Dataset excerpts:
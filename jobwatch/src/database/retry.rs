//! Retry for writes that lose the SQLite write lock.
//!
//! The busy timeout covers most contention. When a second process holds the
//! lock longer than that, the write is retried a few times with a jittered
//! doubling delay before the error is surfaced as a storage fault.

use rand::random;
use std::future::Future;
use std::time::Duration;
use tracing::debug;

use crate::{Error, Result};

const MAX_RETRIES: u32 = 4;
const BASE_DELAY_MS: u64 = 25;

/// Primary result codes `SQLITE_BUSY` and `SQLITE_LOCKED`.
const SQLITE_BUSY: i64 = 5;
const SQLITE_LOCKED: i64 = 6;

/// Whether `err` is SQLite reporting lock contention.
///
/// Extended codes (`SQLITE_BUSY_SNAPSHOT` and friends) carry the primary code
/// in their low byte.
fn is_lock_contention(err: &Error) -> bool {
    let Error::DatabaseSqlx(sqlx_err) = err else {
        return false;
    };
    sqlx_err
        .as_database_error()
        .and_then(|db_err| db_err.code())
        .and_then(|code| code.parse::<i64>().ok())
        .is_some_and(|code| matches!(code & 0xff, SQLITE_BUSY | SQLITE_LOCKED))
}

fn backoff(attempt: u32) -> Duration {
    let jitter_ms = random::<u64>() % BASE_DELAY_MS;
    Duration::from_millis((BASE_DELAY_MS << attempt) + jitter_ms)
}

/// Run `op`, retrying it while SQLite reports lock contention.
pub async fn retry_on_sqlite_busy<T, F, Fut>(op_name: &'static str, mut op: F) -> Result<T>
where
    F: FnMut() -> Fut,
    Fut: Future<Output = Result<T>>,
{
    let mut attempt = 0;
    loop {
        match op().await {
            Err(err) if attempt < MAX_RETRIES && is_lock_contention(&err) => {
                let delay = backoff(attempt);
                attempt += 1;
                debug!(op = op_name, attempt, ?delay, "SQLite locked, retrying");
                tokio::time::sleep(delay).await;
            }
            result => return result,
        }
    }
}
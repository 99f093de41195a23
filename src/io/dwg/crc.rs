//! CRC-8 computation for DWG record integrity.
//!
//! Despite the name, the DWG "CRC-8" is a 16-bit value: each byte is folded
//! into the low 8 bits of the running value, which is then shifted right and
//! XOR-ed with a table entry. Callers pass the previous result back in as the
//! seed to checksum a record in several pieces.

use crate::error::{DwgError, Result};

/// CRC-8 lookup table (256 × u16).
pub static CRC8_TABLE: [u16; 256] = [
    0x0000, 0xC0C1, 0xC181, 0x0140, 0xC301, 0x03C0, 0x0280, 0xC241,
    0xC601, 0x06C0, 0x0780, 0xC741, 0x0500, 0xC5C1, 0xC481, 0x0440,
    0xCC01, 0x0CC0, 0x0D80, 0xCD41, 0x0F00, 0xCFC1, 0xCE81, 0x0E40,
    0x0A00, 0xCAC1, 0xCB81, 0x0B40, 0xC901, 0x09C0, 0x0880, 0xC841,
    0xD801, 0x18C0, 0x1980, 0xD941, 0x1B00, 0xDBC1, 0xDA81, 0x1A40,
    0x1E00, 0xDEC1, 0xDF81, 0x1F40, 0xDD01, 0x1DC0, 0x1C80, 0xDC41,
    0x1400, 0xD4C1, 0xD581, 0x1540, 0xD701, 0x17C0, 0x1680, 0xD641,
    0xD201, 0x12C0, 0x1380, 0xD341, 0x1100, 0xD1C1, 0xD081, 0x1040,
    0xF001, 0x30C0, 0x3180, 0xF141, 0x3300, 0xF3C1, 0xF281, 0x3240,
    0x3600, 0xF6C1, 0xF781, 0x3740, 0xF501, 0x35C0, 0x3480, 0xF441,
    0x3C00, 0xFCC1, 0xFD81, 0x3D40, 0xFF01, 0x3FC0, 0x3E80, 0xFE41,
    0xFA01, 0x3AC0, 0x3B80, 0xFB41, 0x3900, 0xF9C1, 0xF881, 0x3840,
    0x2800, 0xE8C1, 0xE981, 0x2940, 0xEB01, 0x2BC0, 0x2A80, 0xEA41,
    0xEE01, 0x2EC0, 0x2F80, 0xEF41, 0x2D00, 0xEDC1, 0xEC81, 0x2C40,
    0xE401, 0x24C0, 0x2580, 0xE541, 0x2700, 0xE7C1, 0xE681, 0x2640,
    0x2200, 0xE2C1, 0xE381, 0x2340, 0xE101, 0x21C0, 0x2080, 0xE041,
    0xA001, 0x60C0, 0x6180, 0xA141, 0x6300, 0xA3C1, 0xA281, 0x6240,
    0x6600, 0xA6C1, 0xA781, 0x6740, 0xA501, 0x65C0, 0x6480, 0xA441,
    0x6C00, 0xACC1, 0xAD81, 0x6D40, 0xAF01, 0x6FC0, 0x6E80, 0xAE41,
    0xAA01, 0x6AC0, 0x6B80, 0xAB41, 0x6900, 0xA9C1, 0xA881, 0x6840,
    0x7800, 0xB8C1, 0xB981, 0x7940, 0xBB01, 0x7BC0, 0x7A80, 0xBA41,
    0xBE01, 0x7EC0, 0x7F80, 0xBF41, 0x7D00, 0xBDC1, 0xBC81, 0x7C40,
    0xB401, 0x74C0, 0x7580, 0xB541, 0x7700, 0xB7C1, 0xB681, 0x7640,
    0x7200, 0xB2C1, 0xB381, 0x7340, 0xB101, 0x71C0, 0x7080, 0xB041,
    0x5000, 0x90C1, 0x9181, 0x5140, 0x9301, 0x53C0, 0x5280, 0x9241,
    0x9601, 0x56C0, 0x5780, 0x9741, 0x5500, 0x95C1, 0x9481, 0x5440,
    0x9C01, 0x5CC0, 0x5D80, 0x9D41, 0x5F00, 0x9FC1, 0x9E81, 0x5E40,
    0x5A00, 0x9AC1, 0x9B81, 0x5B40, 0x9901, 0x59C0, 0x5880, 0x9841,
    0x8801, 0x48C0, 0x4980, 0x8941, 0x4B00, 0x8BC1, 0x8A81, 0x4A40,
    0x4E00, 0x8EC1, 0x8F81, 0x4F40, 0x8D01, 0x4DC0, 0x4C80, 0x8C41,
    0x4400, 0x84C1, 0x8581, 0x4540, 0x8701, 0x47C0, 0x4680, 0x8641,
    0x8201, 0x42C0, 0x4380, 0x8341, 0x4100, 0x81C1, 0x8081, 0x4040,
];

/// Fold one byte into a running CRC-8 value.
#[inline]
fn step(crc: u16, byte: u8) -> u16 {
    let index = byte ^ (crc & 0xFF) as u8;
    ((crc >> 8) & 0xFF) ^ CRC8_TABLE[index as usize]
}

/// Compute the CRC-8 (16-bit) value over a byte slice, starting from `seed`.
///
/// An empty slice returns `seed` unchanged.
pub fn crc8(seed: u16, data: &[u8]) -> u16 {
    data.iter().fold(seed, |crc, &byte| step(crc, byte))
}

/// Compute the CRC-8 value over `count` bytes of `data` starting at `start`.
pub fn crc8_range(seed: u16, data: &[u8], start: usize, count: usize) -> Result<u16> {
    let range = start
        .checked_add(count)
        .and_then(|end| data.get(start..end))
        .ok_or(DwgError::InvalidRange {
            start,
            count,
            len: data.len(),
        })?;
    Ok(crc8(seed, range))
}

/// Running CRC-8 over data supplied in pieces.
#[derive(Debug, Clone, Copy, PartialEq, Eq)]
pub struct Crc8 {
    value: u16,
}

impl Crc8 {
    /// Start a checksum from `seed`.
    pub fn new(seed: u16) -> Self {
        Self { value: seed }
    }

    /// Fold `data` into the checksum.
    pub fn update(&mut self, data: &[u8]) {
        self.value = crc8(self.value, data);
    }

    /// Current checksum value.
    pub fn value(&self) -> u16 {
        self.value
    }
}

impl Default for Crc8 {
    fn default() -> Self {
        Self::new(0xC0C1)
    }
}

Work to be completed: With no word changed, write the entries out once more.

Exercise response:
filename jobwatch/src/database/retry.rs
//! Retry for writes that lose the SQLite write lock.
//!
//! The busy timeout covers most contention. When a second process holds the
//! lock longer than that, the write is retried a few times with a jittered
//! doubling delay before the error is surfaced as a storage fault.

use rand::random;
use std::future::Future;
use std::time::Duration;
use tracing::debug;

use crate::{Error, Result};

const MAX_RETRIES: u32 = 4;
const BASE_DELAY_MS: u64 = 25;

/// Primary result codes `SQLITE_BUSY` and `SQLITE_LOCKED`.
const SQLITE_BUSY: i64 = 5;
const SQLITE_LOCKED: i64 = 6;

/// Whether `err` is SQLite reporting lock contention.
///
/// Extended codes (`SQLITE_BUSY_SNAPSHOT` and friends) carry the primary code
/// in their low byte.
fn is_lock_contention(err: &Error) -> bool {
    let Error::DatabaseSqlx(sqlx_err) = err else {
        return false;
    };
    sqlx_err
        .as_database_error()
        .and_then(|db_err| db_err.code())
        .and_then(|code| code.parse::<i64>().ok())
        .is_some_and(|code| matches!(code & 0xff, SQLITE_BUSY | SQLITE_LOCKED))
}

fn backoff(attempt: u32) -> Duration {
    let jitter_ms = random::<u64>() % BASE_DELAY_MS;
    Duration::from_millis((BASE_DELAY_MS << attempt) + jitter_ms)
}

/// Run `op`, retrying it while SQLite reports lock contention.
pub async fn retry_on_sqlite_busy<T, F, Fut>(op_name: &'static str, mut op: F) -> Result<T>
where
    F: FnMut() -> Fut,
    Fut: Future<Output = Result<T>>,
{
    let mut attempt = 0;
    loop {
        match op().await {
            Err(err) if attempt < MAX_RETRIES && is_lock_contention(&err) => {
                let delay = backoff(attempt);
                attempt += 1;
                debug!(op = op_name, attempt, ?delay, "SQLite locked, retrying");
                tokio::time::sleep(delay).await;
            }
            result => return result,
        }
    }
}
repository 99f093de41195a23
filename src/io/dwg/crc.rs
//! CRC-8 computation for DWG record integrity.
//!
//! Despite the name, the DWG "CRC-8" is a 16-bit value: each byte is folded
//! into the low 8 bits of the running value, which is then shifted right and
//! XOR-ed with a table entry. Callers pass the previous result back in as the
//! seed to checksum a record in several pieces.

use crate::error::{DwgError, Result};

/// CRC-8 lookup table (256 × u16).
pub static CRC8_TABLE: [u16; 256] = [
    0x0000, 0xC0C1, 0xC181, 0x0140, 0xC301, 0x03C0, 0x0280, 0xC241,
    0xC601, 0x06C0, 0x0780, 0xC741, 0x0500, 0xC5C1, 0xC481, 0x0440,
    0xCC01, 0x0CC0, 0x0D80, 0xCD41, 0x0F00, 0xCFC1, 0xCE81, 0x0E40,
    0x0A00, 0xCAC1, 0xCB81, 0x0B40, 0xC901, 0x09C0, 0x0880, 0xC841,
    0xD801, 0x18C0, 0x1980, 0xD941, 0x1B00, 0xDBC1, 0xDA81, 0x1A40,
    0x1E00, 0xDEC1, 0xDF81, 0x1F40, 0xDD01, 0x1DC0, 0x1C80, 0xDC41,
    0x1400, 0xD4C1, 0xD581, 0x1540, 0xD701, 0x17C0, 0x1680, 0xD641,
    0xD201, 0x12C0, 0x1380, 0xD341, 0x1100, 0xD1C1, 0xD081, 0x1040,
    0xF001, 0x30C0, 0x3180, 0xF141, 0x3300, 0xF3C1, 0xF281, 0x3240,
    0x3600, 0xF6C1, 0xF781, 0x3740, 0xF501, 0x35C0, 0x3480, 0xF441,
    0x3C00, 0xFCC1, 0xFD81, 0x3D40, 0xFF01, 0x3FC0, 0x3E80, 0xFE41,
    0xFA01, 0x3AC0, 0x3B80, 0xFB41, 0x3900, 0xF9C1, 0xF881, 0x3840,
    0x2800, 0xE8C1, 0xE981, 0x2940, 0xEB01, 0x2BC0, 0x2A80, 0xEA41,
    0xEE01, 0x2EC0, 0x2F80, 0xEF41, 0x2D00, 0xEDC1, 0xEC81, 0x2C40,
    0xE401, 0x24C0, 0x2580, 0xE541, 0x2700, 0xE7C1, 0xE681, 0x2640,
    0x2200, 0xE2C1, 0xE381, 0x2340, 0xE101, 0x21C0, 0x2080, 0xE041,
    0xA001, 0x60C0, 0x6180, 0xA141, 0x6300, 0xA3C1, 0xA281, 0x6240,
    0x6600, 0xA6C1, 0xA781, 0x6740, 0xA501, 0x65C0, 0x6480, 0xA441,
    0x6C00, 0xACC1, 0xAD81, 0x6D40, 0xAF01, 0x6FC0, 0x6E80, 0xAE41,
    0xAA01, 0x6AC0, 0x6B80, 0xAB41, 0x6900, 0xA9C1, 0xA881, 0x6840,
    0x7800, 0xB8C1, 0xB981, 0x7940, 0xBB01, 0x7BC0, 0x7A80, 0xBA41,
    0xBE01, 0x7EC0, 0x7F80, 0xBF41, 0x7D00, 0xBDC1, 0xBC81, 0x7C40,
    0xB401, 0x74C0, 0x7580, 0xB541, 0x7700, 0xB7C1, 0xB681, 0x7640,
    0x7200, 0xB2C1, 0xB381, 0x7340, 0xB101, 0x71C0, 0x7080, 0xB041,
    0x5000, 0x90C1, 0x9181, 0x5140, 0x9301, 0x53C0, 0x5280, 0x9241,
    0x9601, 0x56C0, 0x5780, 0x9741, 0x5500, 0x95C1, 0x9481, 0x5440,
    0x9C01, 0x5CC0, 0x5D80, 0x9D41, 0x5F00, 0x9FC1, 0x9E81, 0x5E40,
    0x5A00, 0x9AC1, 0x9B81, 0x5B40, 0x9901, 0x59C0, 0x5880, 0x9841,
    0x8801, 0x48C0, 0x4980, 0x8941, 0x4B00, 0x8BC1, 0x8A81, 0x4A40,
    0x4E00, 0x8EC1, 0x8F81, 0x4F40, 0x8D01, 0x4DC0, 0x4C80, 0x8C41,
    0x4400, 0x84C1, 0x8581, 0x4540, 0x8701, 0x47C0, 0x4680, 0x8641,
    0x8201, 0x42C0, 0x4380, 0x8341, 0x4100, 0x81C1, 0x8081, 0x4040,
];

/// Fold one byte into a running CRC-8 value.
#[inline]
fn step(crc: u16, byte: u8) -> u16 {
    let index = byte ^ (crc & 0xFF) as u8;
    ((crc >> 8) & 0xFF) ^ CRC8_TABLE[index as usize]
}

/// Compute the CRC-8 (16-bit) value over a byte slice, starting from `seed`.
///
/// An empty slice returns `seed` unchanged.
pub fn crc8(seed: u16, data: &[u8]) -> u16 {
    data.iter().fold(seed, |crc, &byte| step(crc, byte))
}

/// Compute the CRC-8 value over `count` bytes of `data` starting at `start`.
pub fn crc8_range(seed: u16, data: &[u8], start: usize, count: usize) -> Result<u16> {
    let range = start
        .checked_add(count)
        .and_then(|end| data.get(start..end))
        .ok_or(DwgError::InvalidRange {
            start,
            count,
            len: data.len(),
        })?;
    Ok(crc8(seed, range))
}

/// Running CRC-8 over data supplied in pieces.
#[derive(Debug, Clone, Copy, PartialEq, Eq)]
pub struct Crc8 {
    value: u16,
}

impl Crc8 {
    /// Start a checksum from `seed`.
    pub fn new(seed: u16) -> Self {
        Self { value: seed }
    }

    /// Fold `data` into the checksum.
    pub fn update(&mut self, data: &[u8]) {
        self.value = crc8(self.value, data);
    }

    /// Current checksum value.
    pub fn value(&self) -> u16 {
        self.value
    }
}

impl Default for Crc8 {
    fn default() -> Self {
        Self::new(0xC0C1)
    }
}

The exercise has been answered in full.